%%

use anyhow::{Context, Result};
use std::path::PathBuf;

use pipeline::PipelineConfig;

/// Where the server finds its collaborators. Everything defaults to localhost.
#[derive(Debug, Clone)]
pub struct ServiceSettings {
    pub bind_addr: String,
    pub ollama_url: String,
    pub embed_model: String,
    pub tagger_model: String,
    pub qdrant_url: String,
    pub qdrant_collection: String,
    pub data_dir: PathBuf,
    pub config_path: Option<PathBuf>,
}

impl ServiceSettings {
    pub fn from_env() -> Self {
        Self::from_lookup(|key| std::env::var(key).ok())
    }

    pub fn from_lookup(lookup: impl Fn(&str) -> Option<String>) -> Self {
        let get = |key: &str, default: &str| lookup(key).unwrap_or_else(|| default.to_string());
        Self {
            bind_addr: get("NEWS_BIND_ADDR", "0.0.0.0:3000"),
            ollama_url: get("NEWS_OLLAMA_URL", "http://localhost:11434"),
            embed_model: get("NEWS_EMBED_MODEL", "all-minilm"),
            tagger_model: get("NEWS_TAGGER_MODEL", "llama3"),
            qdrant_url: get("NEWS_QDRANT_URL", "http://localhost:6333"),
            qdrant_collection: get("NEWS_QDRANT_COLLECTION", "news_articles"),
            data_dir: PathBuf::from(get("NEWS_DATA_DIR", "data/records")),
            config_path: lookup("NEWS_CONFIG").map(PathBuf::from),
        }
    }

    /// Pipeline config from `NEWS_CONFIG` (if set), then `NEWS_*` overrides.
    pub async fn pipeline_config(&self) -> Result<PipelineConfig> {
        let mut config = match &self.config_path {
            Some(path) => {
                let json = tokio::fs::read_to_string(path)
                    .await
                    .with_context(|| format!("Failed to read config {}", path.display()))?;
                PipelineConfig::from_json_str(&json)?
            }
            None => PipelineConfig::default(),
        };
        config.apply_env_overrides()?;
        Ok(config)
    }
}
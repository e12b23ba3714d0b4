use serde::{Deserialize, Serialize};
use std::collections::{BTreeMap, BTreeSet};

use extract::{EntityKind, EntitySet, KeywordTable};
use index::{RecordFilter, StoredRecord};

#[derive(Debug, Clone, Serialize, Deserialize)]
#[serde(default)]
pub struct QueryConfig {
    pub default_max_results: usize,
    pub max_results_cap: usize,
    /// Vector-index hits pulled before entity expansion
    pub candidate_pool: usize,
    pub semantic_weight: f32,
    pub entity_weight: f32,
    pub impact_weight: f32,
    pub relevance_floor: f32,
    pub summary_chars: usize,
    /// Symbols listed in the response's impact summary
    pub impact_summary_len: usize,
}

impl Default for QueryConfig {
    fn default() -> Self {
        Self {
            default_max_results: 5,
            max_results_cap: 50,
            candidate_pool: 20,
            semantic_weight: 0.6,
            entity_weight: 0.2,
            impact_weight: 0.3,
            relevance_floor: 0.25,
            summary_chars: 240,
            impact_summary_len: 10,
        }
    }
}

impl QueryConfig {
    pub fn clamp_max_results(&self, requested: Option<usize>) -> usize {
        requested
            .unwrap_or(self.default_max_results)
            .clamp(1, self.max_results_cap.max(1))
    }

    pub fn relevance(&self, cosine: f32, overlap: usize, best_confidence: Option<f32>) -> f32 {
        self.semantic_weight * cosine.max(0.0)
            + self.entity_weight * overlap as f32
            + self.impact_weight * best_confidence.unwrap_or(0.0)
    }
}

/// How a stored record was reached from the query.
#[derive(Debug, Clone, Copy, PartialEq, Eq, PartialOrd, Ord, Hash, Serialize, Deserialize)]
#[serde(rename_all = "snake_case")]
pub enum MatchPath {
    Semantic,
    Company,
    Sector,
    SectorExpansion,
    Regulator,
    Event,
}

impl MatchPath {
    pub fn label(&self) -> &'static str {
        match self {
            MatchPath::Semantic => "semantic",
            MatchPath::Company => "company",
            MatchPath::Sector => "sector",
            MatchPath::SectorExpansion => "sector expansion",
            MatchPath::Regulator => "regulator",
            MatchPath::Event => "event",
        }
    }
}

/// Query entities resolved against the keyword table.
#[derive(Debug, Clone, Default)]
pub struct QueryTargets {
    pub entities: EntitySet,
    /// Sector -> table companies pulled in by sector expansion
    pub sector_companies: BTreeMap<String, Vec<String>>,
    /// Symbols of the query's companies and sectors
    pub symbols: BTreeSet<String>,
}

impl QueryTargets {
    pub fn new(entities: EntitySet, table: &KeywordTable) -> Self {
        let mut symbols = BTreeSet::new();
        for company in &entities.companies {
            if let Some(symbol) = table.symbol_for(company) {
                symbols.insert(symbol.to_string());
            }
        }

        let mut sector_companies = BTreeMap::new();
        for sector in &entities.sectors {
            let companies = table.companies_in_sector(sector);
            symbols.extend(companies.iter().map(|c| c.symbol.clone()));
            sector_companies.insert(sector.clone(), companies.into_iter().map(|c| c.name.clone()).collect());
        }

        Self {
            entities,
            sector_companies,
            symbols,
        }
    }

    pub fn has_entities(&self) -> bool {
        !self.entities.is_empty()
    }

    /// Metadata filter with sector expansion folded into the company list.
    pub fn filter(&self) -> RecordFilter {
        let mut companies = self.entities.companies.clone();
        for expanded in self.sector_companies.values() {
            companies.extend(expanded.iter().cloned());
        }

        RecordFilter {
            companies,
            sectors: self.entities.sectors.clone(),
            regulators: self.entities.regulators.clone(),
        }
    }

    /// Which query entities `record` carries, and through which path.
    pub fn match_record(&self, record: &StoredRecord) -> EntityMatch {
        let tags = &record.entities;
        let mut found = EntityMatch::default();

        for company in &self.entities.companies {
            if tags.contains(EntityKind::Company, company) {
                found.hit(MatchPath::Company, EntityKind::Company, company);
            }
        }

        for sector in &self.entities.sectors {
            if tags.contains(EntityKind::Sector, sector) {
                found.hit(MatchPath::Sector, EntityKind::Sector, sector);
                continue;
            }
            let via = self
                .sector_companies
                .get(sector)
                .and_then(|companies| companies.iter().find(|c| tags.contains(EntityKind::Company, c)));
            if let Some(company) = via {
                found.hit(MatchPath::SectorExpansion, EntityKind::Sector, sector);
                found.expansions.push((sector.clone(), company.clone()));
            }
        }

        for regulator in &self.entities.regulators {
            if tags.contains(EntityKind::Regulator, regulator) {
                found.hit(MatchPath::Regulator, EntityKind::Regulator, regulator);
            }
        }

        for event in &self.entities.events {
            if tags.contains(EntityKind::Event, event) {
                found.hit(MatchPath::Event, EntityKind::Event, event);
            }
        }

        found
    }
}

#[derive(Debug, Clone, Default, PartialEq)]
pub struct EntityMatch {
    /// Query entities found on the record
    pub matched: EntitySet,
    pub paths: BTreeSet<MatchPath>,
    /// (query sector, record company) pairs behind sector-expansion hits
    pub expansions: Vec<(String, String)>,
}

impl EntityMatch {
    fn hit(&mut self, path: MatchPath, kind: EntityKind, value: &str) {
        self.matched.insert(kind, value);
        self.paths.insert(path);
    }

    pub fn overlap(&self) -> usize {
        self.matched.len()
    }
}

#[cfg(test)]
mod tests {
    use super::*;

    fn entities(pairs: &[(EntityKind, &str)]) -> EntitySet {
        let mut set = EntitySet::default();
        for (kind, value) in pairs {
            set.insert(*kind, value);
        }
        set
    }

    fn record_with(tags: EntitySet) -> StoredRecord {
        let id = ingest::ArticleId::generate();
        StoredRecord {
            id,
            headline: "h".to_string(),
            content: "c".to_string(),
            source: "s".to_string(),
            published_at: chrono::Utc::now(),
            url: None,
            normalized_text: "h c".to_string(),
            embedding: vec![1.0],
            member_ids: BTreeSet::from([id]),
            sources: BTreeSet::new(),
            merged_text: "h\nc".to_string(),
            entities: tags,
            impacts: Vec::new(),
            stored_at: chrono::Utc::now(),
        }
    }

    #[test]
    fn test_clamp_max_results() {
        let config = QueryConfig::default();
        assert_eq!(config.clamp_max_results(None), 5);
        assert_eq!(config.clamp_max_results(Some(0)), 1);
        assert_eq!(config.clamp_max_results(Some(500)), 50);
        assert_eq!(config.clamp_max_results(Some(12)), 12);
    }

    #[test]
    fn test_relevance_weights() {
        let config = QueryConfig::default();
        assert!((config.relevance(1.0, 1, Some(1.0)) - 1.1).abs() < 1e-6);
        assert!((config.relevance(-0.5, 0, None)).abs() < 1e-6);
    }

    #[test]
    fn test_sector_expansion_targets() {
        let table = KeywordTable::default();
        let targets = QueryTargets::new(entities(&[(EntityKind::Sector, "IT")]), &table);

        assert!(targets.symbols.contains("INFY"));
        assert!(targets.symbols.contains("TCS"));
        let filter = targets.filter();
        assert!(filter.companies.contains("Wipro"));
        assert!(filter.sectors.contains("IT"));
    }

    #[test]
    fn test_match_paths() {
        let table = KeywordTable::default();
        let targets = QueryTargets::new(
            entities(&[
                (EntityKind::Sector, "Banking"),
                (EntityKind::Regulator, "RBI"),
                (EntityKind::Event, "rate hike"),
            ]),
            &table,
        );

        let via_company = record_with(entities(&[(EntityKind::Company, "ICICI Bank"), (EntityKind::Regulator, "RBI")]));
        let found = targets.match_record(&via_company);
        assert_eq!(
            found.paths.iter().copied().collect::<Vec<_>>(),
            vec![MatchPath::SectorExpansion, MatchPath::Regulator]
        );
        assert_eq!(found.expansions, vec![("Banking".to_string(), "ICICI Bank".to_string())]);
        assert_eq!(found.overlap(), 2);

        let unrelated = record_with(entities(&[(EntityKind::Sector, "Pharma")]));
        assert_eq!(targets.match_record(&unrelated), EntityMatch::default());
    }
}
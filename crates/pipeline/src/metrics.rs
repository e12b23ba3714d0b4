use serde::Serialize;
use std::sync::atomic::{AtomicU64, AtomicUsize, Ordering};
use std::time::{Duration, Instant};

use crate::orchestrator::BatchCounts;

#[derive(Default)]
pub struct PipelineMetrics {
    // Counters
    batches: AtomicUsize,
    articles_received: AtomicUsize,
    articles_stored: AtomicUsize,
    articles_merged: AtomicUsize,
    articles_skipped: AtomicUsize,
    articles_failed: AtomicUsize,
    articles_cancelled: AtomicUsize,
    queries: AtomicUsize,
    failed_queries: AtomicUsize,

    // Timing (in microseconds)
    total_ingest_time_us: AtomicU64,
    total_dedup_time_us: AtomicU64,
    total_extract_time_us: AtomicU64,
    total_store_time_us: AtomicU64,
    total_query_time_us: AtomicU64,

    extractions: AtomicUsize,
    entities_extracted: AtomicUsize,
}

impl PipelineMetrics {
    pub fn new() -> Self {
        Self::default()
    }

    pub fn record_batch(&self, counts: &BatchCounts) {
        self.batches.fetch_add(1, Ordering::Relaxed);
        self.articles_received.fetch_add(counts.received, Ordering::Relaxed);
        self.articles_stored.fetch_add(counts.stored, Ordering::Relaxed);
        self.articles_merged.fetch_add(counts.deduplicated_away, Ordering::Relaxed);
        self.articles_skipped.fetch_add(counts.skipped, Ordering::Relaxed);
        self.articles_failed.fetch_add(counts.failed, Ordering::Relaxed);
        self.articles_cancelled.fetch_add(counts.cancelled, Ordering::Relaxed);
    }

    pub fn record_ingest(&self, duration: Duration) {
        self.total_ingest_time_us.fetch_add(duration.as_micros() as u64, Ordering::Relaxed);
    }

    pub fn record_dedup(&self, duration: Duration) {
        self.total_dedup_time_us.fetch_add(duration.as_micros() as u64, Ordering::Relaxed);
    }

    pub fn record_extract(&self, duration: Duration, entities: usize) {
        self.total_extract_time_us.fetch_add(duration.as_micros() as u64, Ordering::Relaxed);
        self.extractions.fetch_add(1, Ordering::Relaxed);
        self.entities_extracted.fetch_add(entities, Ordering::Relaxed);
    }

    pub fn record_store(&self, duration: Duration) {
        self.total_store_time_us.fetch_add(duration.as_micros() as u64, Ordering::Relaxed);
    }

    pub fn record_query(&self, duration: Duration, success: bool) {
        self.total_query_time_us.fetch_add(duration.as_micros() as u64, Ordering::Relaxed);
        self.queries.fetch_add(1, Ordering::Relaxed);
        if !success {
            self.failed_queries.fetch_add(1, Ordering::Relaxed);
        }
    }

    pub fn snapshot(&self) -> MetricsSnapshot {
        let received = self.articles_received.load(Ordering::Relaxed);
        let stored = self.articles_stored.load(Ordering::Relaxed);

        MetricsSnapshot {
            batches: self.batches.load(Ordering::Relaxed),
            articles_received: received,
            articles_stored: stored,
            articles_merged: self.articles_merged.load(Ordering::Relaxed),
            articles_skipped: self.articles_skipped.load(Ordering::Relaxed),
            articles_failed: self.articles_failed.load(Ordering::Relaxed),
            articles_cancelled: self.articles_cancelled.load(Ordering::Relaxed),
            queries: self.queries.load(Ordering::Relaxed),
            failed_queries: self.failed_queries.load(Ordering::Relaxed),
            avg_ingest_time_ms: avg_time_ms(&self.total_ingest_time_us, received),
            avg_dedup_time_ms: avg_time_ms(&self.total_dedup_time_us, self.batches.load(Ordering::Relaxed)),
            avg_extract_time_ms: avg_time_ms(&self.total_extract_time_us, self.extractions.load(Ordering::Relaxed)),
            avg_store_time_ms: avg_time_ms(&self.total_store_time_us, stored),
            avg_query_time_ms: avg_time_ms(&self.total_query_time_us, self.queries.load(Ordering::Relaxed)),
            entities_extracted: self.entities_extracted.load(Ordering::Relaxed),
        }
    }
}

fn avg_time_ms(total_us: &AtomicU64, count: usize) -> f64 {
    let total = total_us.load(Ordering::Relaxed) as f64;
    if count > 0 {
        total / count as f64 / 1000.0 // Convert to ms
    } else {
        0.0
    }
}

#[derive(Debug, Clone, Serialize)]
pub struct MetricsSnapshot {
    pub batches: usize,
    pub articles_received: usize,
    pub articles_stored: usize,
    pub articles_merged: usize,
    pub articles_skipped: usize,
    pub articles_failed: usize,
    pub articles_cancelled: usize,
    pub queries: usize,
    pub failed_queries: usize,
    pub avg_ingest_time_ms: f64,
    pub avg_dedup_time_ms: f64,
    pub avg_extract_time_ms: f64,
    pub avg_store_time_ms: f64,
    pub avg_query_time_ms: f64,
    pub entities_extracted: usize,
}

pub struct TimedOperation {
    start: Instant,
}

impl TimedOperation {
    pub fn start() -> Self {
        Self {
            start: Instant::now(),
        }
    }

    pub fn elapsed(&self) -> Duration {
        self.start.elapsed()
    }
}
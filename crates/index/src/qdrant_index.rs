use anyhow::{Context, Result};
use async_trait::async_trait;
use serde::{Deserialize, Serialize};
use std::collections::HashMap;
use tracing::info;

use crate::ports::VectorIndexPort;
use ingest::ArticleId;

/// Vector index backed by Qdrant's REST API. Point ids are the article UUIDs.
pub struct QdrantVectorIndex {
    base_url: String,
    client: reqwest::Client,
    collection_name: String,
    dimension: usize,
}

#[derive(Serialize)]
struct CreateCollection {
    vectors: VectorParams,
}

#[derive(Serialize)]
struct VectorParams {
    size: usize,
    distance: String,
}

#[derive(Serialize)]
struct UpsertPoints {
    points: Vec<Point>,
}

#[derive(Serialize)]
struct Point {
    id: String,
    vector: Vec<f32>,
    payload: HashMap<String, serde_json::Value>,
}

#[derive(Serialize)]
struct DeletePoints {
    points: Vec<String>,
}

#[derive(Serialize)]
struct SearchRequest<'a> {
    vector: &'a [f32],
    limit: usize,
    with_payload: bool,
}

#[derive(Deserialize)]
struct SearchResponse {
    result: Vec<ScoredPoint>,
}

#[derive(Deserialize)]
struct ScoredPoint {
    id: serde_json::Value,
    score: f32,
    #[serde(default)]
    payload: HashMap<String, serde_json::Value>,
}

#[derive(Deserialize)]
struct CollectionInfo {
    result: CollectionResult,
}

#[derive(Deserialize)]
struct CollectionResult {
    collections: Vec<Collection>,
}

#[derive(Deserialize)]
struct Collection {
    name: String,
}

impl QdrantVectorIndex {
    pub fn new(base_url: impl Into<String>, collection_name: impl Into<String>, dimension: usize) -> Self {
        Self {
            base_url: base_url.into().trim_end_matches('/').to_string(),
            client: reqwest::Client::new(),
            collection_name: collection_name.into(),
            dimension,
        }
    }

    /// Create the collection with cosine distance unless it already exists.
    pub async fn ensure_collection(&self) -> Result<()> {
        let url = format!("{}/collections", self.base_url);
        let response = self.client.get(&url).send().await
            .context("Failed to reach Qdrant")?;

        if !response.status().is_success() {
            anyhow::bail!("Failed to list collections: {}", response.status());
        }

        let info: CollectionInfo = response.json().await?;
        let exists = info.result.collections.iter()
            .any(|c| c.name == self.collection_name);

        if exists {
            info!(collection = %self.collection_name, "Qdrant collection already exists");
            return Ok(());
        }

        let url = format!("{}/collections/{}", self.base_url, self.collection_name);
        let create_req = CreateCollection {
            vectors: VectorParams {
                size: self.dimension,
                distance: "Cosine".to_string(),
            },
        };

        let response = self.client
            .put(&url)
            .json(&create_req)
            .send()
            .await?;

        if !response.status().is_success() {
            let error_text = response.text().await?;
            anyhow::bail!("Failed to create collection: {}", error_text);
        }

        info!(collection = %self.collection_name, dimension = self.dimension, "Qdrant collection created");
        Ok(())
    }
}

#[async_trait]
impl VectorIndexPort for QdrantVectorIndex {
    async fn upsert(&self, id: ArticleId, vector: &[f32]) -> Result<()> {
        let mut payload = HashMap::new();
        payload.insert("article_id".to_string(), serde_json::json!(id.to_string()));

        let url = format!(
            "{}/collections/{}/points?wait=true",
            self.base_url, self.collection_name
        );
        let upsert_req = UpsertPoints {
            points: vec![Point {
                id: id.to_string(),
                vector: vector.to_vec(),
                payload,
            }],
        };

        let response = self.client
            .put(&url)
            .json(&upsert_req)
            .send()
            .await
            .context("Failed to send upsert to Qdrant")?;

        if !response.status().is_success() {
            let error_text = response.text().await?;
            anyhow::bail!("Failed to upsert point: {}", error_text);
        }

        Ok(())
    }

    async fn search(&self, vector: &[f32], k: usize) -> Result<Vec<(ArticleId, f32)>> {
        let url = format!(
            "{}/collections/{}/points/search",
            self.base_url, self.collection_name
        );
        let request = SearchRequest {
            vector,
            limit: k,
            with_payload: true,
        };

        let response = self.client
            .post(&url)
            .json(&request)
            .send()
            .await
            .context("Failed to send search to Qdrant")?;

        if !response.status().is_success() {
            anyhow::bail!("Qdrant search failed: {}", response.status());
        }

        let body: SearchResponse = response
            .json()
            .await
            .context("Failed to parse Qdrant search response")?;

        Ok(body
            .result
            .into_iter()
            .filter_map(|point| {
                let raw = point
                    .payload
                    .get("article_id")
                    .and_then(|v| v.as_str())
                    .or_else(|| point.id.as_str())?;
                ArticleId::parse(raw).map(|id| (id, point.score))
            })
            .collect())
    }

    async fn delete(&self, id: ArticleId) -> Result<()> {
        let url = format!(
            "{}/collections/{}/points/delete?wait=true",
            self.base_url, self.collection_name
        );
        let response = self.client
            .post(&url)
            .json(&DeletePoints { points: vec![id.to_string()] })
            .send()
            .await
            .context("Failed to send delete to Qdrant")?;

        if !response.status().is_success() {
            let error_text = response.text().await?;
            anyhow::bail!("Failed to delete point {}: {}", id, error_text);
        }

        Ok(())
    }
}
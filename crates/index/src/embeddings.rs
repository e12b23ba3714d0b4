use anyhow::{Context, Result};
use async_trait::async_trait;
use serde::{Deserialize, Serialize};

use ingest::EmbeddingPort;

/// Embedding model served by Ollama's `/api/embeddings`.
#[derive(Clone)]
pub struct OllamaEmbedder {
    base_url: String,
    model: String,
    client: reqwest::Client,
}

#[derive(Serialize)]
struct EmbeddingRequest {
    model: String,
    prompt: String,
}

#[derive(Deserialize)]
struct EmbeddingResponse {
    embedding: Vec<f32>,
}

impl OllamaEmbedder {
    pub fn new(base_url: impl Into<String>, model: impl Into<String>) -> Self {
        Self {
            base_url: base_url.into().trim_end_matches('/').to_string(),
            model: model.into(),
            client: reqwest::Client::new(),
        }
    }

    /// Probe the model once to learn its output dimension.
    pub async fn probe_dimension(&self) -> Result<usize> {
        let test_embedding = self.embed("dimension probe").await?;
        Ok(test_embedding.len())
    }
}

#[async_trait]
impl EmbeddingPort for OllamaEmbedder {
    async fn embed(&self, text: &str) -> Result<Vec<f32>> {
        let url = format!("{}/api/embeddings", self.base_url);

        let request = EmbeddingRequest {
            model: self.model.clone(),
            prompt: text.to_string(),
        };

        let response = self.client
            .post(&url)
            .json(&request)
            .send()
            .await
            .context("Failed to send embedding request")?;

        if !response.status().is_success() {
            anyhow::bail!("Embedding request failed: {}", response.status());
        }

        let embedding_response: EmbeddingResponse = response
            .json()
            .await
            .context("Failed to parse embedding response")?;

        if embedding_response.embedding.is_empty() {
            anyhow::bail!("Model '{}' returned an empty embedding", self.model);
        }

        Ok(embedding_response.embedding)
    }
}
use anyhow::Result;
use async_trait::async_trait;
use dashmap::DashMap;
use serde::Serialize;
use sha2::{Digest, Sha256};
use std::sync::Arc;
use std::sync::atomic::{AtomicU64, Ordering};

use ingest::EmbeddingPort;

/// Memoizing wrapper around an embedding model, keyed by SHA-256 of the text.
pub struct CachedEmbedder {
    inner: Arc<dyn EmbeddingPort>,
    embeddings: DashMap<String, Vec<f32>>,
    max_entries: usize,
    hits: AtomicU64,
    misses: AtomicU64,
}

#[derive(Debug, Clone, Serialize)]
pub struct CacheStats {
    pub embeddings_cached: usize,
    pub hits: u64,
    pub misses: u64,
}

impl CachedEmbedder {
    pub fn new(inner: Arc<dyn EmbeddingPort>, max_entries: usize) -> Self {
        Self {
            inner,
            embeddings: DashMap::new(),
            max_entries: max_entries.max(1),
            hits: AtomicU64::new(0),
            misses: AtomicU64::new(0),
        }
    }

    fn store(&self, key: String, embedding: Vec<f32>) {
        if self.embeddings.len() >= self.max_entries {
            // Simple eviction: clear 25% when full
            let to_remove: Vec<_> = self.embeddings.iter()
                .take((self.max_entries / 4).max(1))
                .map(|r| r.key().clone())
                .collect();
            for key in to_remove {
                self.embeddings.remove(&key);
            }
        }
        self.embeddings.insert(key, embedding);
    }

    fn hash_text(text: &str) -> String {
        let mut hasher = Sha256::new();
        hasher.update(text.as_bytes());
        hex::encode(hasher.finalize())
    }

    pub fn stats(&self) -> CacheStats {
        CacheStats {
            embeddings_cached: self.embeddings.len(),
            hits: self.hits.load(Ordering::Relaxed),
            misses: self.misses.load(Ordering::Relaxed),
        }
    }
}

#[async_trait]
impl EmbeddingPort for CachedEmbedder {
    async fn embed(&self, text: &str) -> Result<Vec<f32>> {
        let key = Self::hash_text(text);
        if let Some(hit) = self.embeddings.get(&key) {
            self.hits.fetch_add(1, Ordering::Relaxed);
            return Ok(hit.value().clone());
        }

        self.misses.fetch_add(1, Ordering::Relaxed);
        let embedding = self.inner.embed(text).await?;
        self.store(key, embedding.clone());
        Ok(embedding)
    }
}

%%

**TRY IT:**
The answer must be every line of the data that holds the word "format".

**EXPECTED ANSWER:**
                    .with_context(|| format!("Failed to read config {}", path.display()))?;
        let url = format!("{}/collections", self.base_url);
        let url = format!("{}/collections/{}", self.base_url, self.collection_name);
        let url = format!(
        let url = format!(
        let url = format!(
        let url = format!("{}/api/embeddings", self.base_url);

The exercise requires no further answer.